In 1938 Max Zeller was released after 5 weeks in a Nazi concentration camp due to an unprecedented error. He was a very lucky man. He and his wife escaped Germany for London in 1939 just three months before war broke out. With his family he moved to the USA in 1941 to work with Hilde and James Kirsch, who started the C.G. Jung Institute in Los Angeles. After the war Zeller studied in Zurich with Jung. Just before returning to the USA (in 1949), Zeller was concerned about the seemingly tiny effect he and other psychoanalysts would have on the few clients, whom he would see during his lifetime. The night before he left he had a dream. He reports Jung’s reaction to sharing his dream in The Dream: The Vision of the Night, (1975) edited by Janet Dallett. Zeller said,
And this was my dream:
A temple of vast dimensions was in the process of being built. As far as I could see–ahead, behind, right and left–there were incredible numbers of people building on gigantic pillars. I, too, was building on a pillar. The whole building process was in its very first beginnings, but the foundation was already there, the rest of the building was starting to go up, and I and many others were working on it.

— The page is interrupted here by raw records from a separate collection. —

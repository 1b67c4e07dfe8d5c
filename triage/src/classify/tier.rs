//! Initial support-tier selection from tag signals.
//!
//! ```text
//! security / enterprise / breach / critical   → tier3
//! api / integration / technical / developer   → tier2
//! anything else                               → tier1
//! ```

use super::first_matching_tag;
use crate::escalation::state::SupportTier;

/// Tags that need specialist handling from the start.
const SPECIALIST_TAGS: &[&str] = &["security", "enterprise", "breach", "critical"];

/// Tags that need technical support.
const TECHNICAL_TAGS: &[&str] = &["api", "integration", "technical", "developer"];

/// Classify the starting tier for a ticket with the given tags.
///
/// Never returns `Escalated`; that tier is only reachable by escalation.
pub fn classify_tier<S: AsRef<str>>(tags: &[S]) -> SupportTier {
    if first_matching_tag(tags, SPECIALIST_TAGS).is_some() {
        return SupportTier::Tier3;
    }

    if first_matching_tag(tags, TECHNICAL_TAGS).is_some() {
        return SupportTier::Tier2;
    }

    SupportTier::Tier1
}
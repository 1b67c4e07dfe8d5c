//! JSON snapshot loading for sessions, agents and knowledge-base entries.

use anyhow::{Context, Result};
use serde::de::DeserializeOwned;
use std::path::Path;
use tracing::info;
use triage::knowledge::sample_entries;
use triage::{ChatSession, KnowledgeBaseEntry, TicketAgent};

use crate::config::DaemonConfig;

/// Everything the engine reads at startup
#[derive(Debug, Clone)]
pub struct Snapshots {
    pub sessions: Vec<ChatSession>,
    pub agents: Vec<TicketAgent>,
    pub knowledge: Vec<KnowledgeBaseEntry>,
}

pub fn load_json<T: DeserializeOwned>(path: &Path) -> Result<T> {
    let raw = std::fs::read_to_string(path)
        .with_context(|| format!("Failed to read {}", path.display()))?;
    serde_json::from_str(&raw).with_context(|| format!("Failed to parse {}", path.display()))
}

pub fn load_snapshots(config: &DaemonConfig) -> Result<Snapshots> {
    let sessions: Vec<ChatSession> = load_json(&config.sessions_path)?;
    let agents: Vec<TicketAgent> = load_json(&config.agents_path)?;
    let knowledge = match &config.knowledge_path {
        Some(path) => load_json(path)?,
        None => {
            info!("No knowledge base supplied, using built-in samples");
            sample_entries()
        }
    };

    info!(
        sessions = sessions.len(),
        agents = agents.len(),
        knowledge = knowledge.len(),
        "Snapshots loaded"
    );
    Ok(Snapshots {
        sessions,
        agents,
        knowledge,
    })
}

Jung said, “Ja, you know, that is the temple we all build on. We don’t know the people because, believe me, they build in India and China and in Russia and all over the world. That is the new religion. You know how long it will take until it is built?”
I said, “How should I know? Do you know?” He said, “I know.” I asked how long it will take. He said, “About six hundred years.”
“Where do you know this from?” I asked. He said, “From dreams. From other people’s dreams and from my own. This new religion will come together as far as we can see.”
And then I could say goodbye. There was the answer to my question what we, as analysts, are doing.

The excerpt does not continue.